Kalejs charged, arrest delayed

  • 2000-10-05
  • Nick Coleman
RIGA - The Latvian prosecutor general's office, Sept. 27 charged Konrads Kalejs, an 87-year-old Australian citizen of Latvian descent with crimes against humanity, genocide and war crimes. But the refusal by a Riga district court judge to sign a warrant for Kalejs' arrest dented hopes that he might be whisked to Riga to face trial.

Without an arrest warrant Latvia cannot request that the Australian authorities extradite Kalejs, said Dzintra Subrovska, press officer at the Prosecutor General's Office. The prosecutor's office intends to appeal the judge's decision to a regional court, she said. It has seven days to do so.

While welcoming the decision to prosecute, Efraim Zuroff, director of the Simon Wiesenthal Center in Jerusalem, expressed alarm at the delay in obtaining the warrant.

"We congratulate the Latvian prosecutor general, Janis Maizitis, and his staff on the submission of the indictment," he said. "But the danger exists that Kalejs will seek to escape justice by fleeing Australia. We urge the Latvian judicial authorities to take whatever steps are necessary to obtain the arrest warrant as quickly as possible."

As commander of the guards at the Salaspils police and labor camp between June 1942 and July 1943, prosecutors allege Kalejs was involved in the tortuous treatment of prisoners there, often resulting in death, said Subrovska. Thousands died at Salaspils, although the Soviet-era figure of 10,000 is not reliable, said Ilmars Paegle, director of the Salaspils Memorial Museum.

The genocide charge against Kalejs relates to the death of all but ten of 300 Jews transported to Salaspils from Western and Central Europe during his time as head guard, said Subrovska.

"They were sent there purely because of their race, unlike the others who were accused of crimes against the regime," she said.

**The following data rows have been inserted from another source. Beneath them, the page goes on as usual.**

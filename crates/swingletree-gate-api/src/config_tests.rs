//! Tests for [`GateSettings`] and [`PluginEntries`].

use super::*;

fn settings_from_json(value: serde_json::Value) -> GateSettings {
    serde_json::from_value(value).unwrap()
}

// ============================================================================
// Defaults
// ============================================================================

mod defaults_tests {
    use super::*;

    /// Verify that an empty document produces usable defaults.
    #[test]
    fn test_empty_document_uses_defaults() {
        let settings = settings_from_json(serde_json::json!({}));

        assert_eq!(settings.gate.host, "0.0.0.0");
        assert_eq!(settings.gate.port, 3000);
        assert_eq!(settings.gate.max_body_size, 10 * 1024 * 1024);
        assert!(settings.gate.api.token().is_none());
        assert!(settings.gate.github.secret().is_none());
        assert!(settings.gate.plugins.is_empty());
        assert!(settings.urls.scotty().is_none());
        assert_eq!(settings.log.level, "info");
        assert!(!settings.log.json);
        assert!(settings.validate().is_ok());
    }

    /// Verify that blank secrets count as unset.
    #[test]
    fn test_blank_values_are_unset() {
        let settings = settings_from_json(serde_json::json!({
            "gate": { "api": { "token": "   " }, "github": { "secret": "" } },
            "urls": { "scotty": " " }
        }));

        assert!(settings.gate.api.token().is_none());
        assert!(settings.gate.github.secret().is_none());
        assert!(settings.urls.scotty().is_none());
    }

    /// Verify that configured secrets are returned as written.
    #[test]
    fn test_token_returned_verbatim() {
        let settings = settings_from_json(serde_json::json!({
            "gate": { "api": { "token": " padded " } }
        }));

        assert_eq!(settings.gate.api.token(), Some(" padded "));
    }
}

// ============================================================================
// Validation
// ============================================================================

mod validation_tests {
    use super::*;

    #[test]
    fn test_zero_body_size_rejected() {
        let mut settings = GateSettings::default();
        settings.gate.max_body_size = 0;

        assert!(matches!(
            settings.validate(),
            Err(ConfigError::Invalid { .. })
        ));
    }

    #[test]
    fn test_empty_host_rejected() {
        let mut settings = GateSettings::default();
        settings.gate.host = " ".to_string();

        assert!(settings.validate().is_err());
    }
}

// ============================================================================
// Plugin entries
// ============================================================================

mod plugin_entries_tests {
    use super::*;

    /// Verify the list layout with explicit ids.
    #[test]
    fn test_list_layout() {
        let settings = settings_from_json(serde_json::json!({
            "gate": { "plugins": [
                { "id": "sonar", "base": "http://sonar", "enabled": "true" },
                { "id": "zap", "base": "http://zap", "enabled": "false", "insecure": "true" }
            ] }
        }));

        let entries = settings.gate.plugins.entries();

        assert_eq!(entries.len(), 2);
        assert_eq!(entries[0].0, Some("sonar"));
        assert!(entries[0].1.enabled.get());
        assert_eq!(entries[1].0, Some("zap"));
        assert!(!entries[1].1.enabled.get());
        assert!(entries[1].1.insecure.get());
    }

    /// Verify the keyed layout, where the key supplies the id.
    #[test]
    fn test_map_layout() {
        let settings = settings_from_json(serde_json::json!({
            "gate": { "plugins": {
                "testPlugin": { "base": "http://x", "enabled": "TRUE", "insecure": false }
            } }
        }));

        let entries = settings.gate.plugins.entries();

        assert_eq!(entries.len(), 1);
        assert_eq!(entries[0].0, Some("testPlugin"));
        assert_eq!(entries[0].1.base.as_deref(), Some("http://x"));
        assert!(entries[0].1.enabled.get());
        assert!(!entries[0].1.insecure.get());
    }

    /// Verify that a list entry without an id is surfaced as `None`.
    #[test]
    fn test_list_entry_without_id() {
        let settings = settings_from_json(serde_json::json!({
            "gate": { "plugins": [ { "base": "http://x" } ] }
        }));

        assert_eq!(settings.gate.plugins.entries()[0].0, None);
    }
}

// ============================================================================
// Debug redaction
// ============================================================================

/// Verify that Debug output never contains secrets.
#[test]
fn test_debug_redacts_secrets() {
    let settings = settings_from_json(serde_json::json!({
        "gate": {
            "api": { "token": "super-sensitive-token" },
            "github": { "secret": "super-sensitive-secret" }
        }
    }));

    let debug_str = format!("{:?}", settings);

    assert!(
        !debug_str.contains("super-sensitive"),
        "debug output must not leak secrets: {debug_str}"
    );
    assert!(debug_str.contains("REDACTED"));
}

Kalejs bears particular responsibility for the deaths of at least six people shot while trying to escape, Subrovska added.

But Zuroff was criticized by Paegle for ignoring Salaspils' many non-Jewish victims.

"Salaspils was not a Jewish camp," he said.

"People from Latvia, Belarus, Ukraine, and anti-fascist partisans and their families suffered there. It was a labor camp and a transit camp from which the healthy were sent to work in camps in Germany."

Paegle's dismissal of Zuroff's role as "propagandist" came on a day when U.S. Senate hopeful Hillary Clinton made arguably propagandist use of the case, writing to Australian Prime Minister John Howard to urge that Kalejs be brought to justice.

Clinton, wife of U.S. President Bill Clinton, is running for a Senate seat in New York, home to the United States' and one of the world's largest Jewish populations.

But besides the fact that disproportionate numbers of Jews died at Salaspils, the Wiesenthal Center's pursuit of Kalejs relates in part to his earlier activities, immediately after the entry of German forces into Latvia when he was a member of the Arajs Kommando, a squad of Latvian volunteers blamed for the deaths of more than 30,000 Jews, Roma and communists.

Zuroff acknowledges that hard evidence of Kalejs' involvement in these murders is scant. But his membership in the Arajs Kommando, which Kalejs has admitted, makes it "highly likely" that he played a role in the murder of thousands of Jews at Bikernieku forest, the decimation of at least 10 Jewish communities in provincial towns and the death of 30,000 of Riga's Jews in Rumbula forest, he said.

He urged the prosecutor general to waste no time in charging 88-year-old Karlis Ozols, another Arajs Kommando member of Latvian birth resident in Australia. In Ozols' case, the evidence is "even stronger," said Zuroff.

"With Ozols there is also a question mark concerning the first six months of Nazi occupation. But his involvement in mass murder in Belarus is proven. I don't see what they're waiting for."

But Grigorijs Krupnikovs, chairman of the Riga Jewish community, criticized the Simon Wiesenthal Center, saying "its performance is not always the best."

"No one has the right to call Kalejs a criminal. A suspected criminal, yes," he said.

"I respect the presumption of innocence, despite my moral attitude to his membership in the Arajs Kommando. We don't need a Soviet-style show trial ending up in a fiasco."

But Zuroff was scathing of Krupnikovs' comment that there were "practically no Jews in Salaspils when Kalejs was a guard."

"There were no Latvian Jews but there were German Jews," said Zuroff.

"Often local Jewish communities are not as active or outspoken in seeking trials as they should be, for fear of the implications. But we're a world community, there's solidarity. I don't know where he (Krupnikovs) is coming from."

The decision to prosecute Kalejs met a positive response from Prime Minister Andris Berzins, whose comments were echoed by politicians from other parties.

"Latvia has always been ready to investigate crimes against humanity regardless of which army the person served in," said Arnis Liepins, Berzins' spokesman.

But a trial will "further damage Latvia's image," Janis Jurkans, chairman of For Human Rights in a United Latvia coalition, told the Baltic News Service.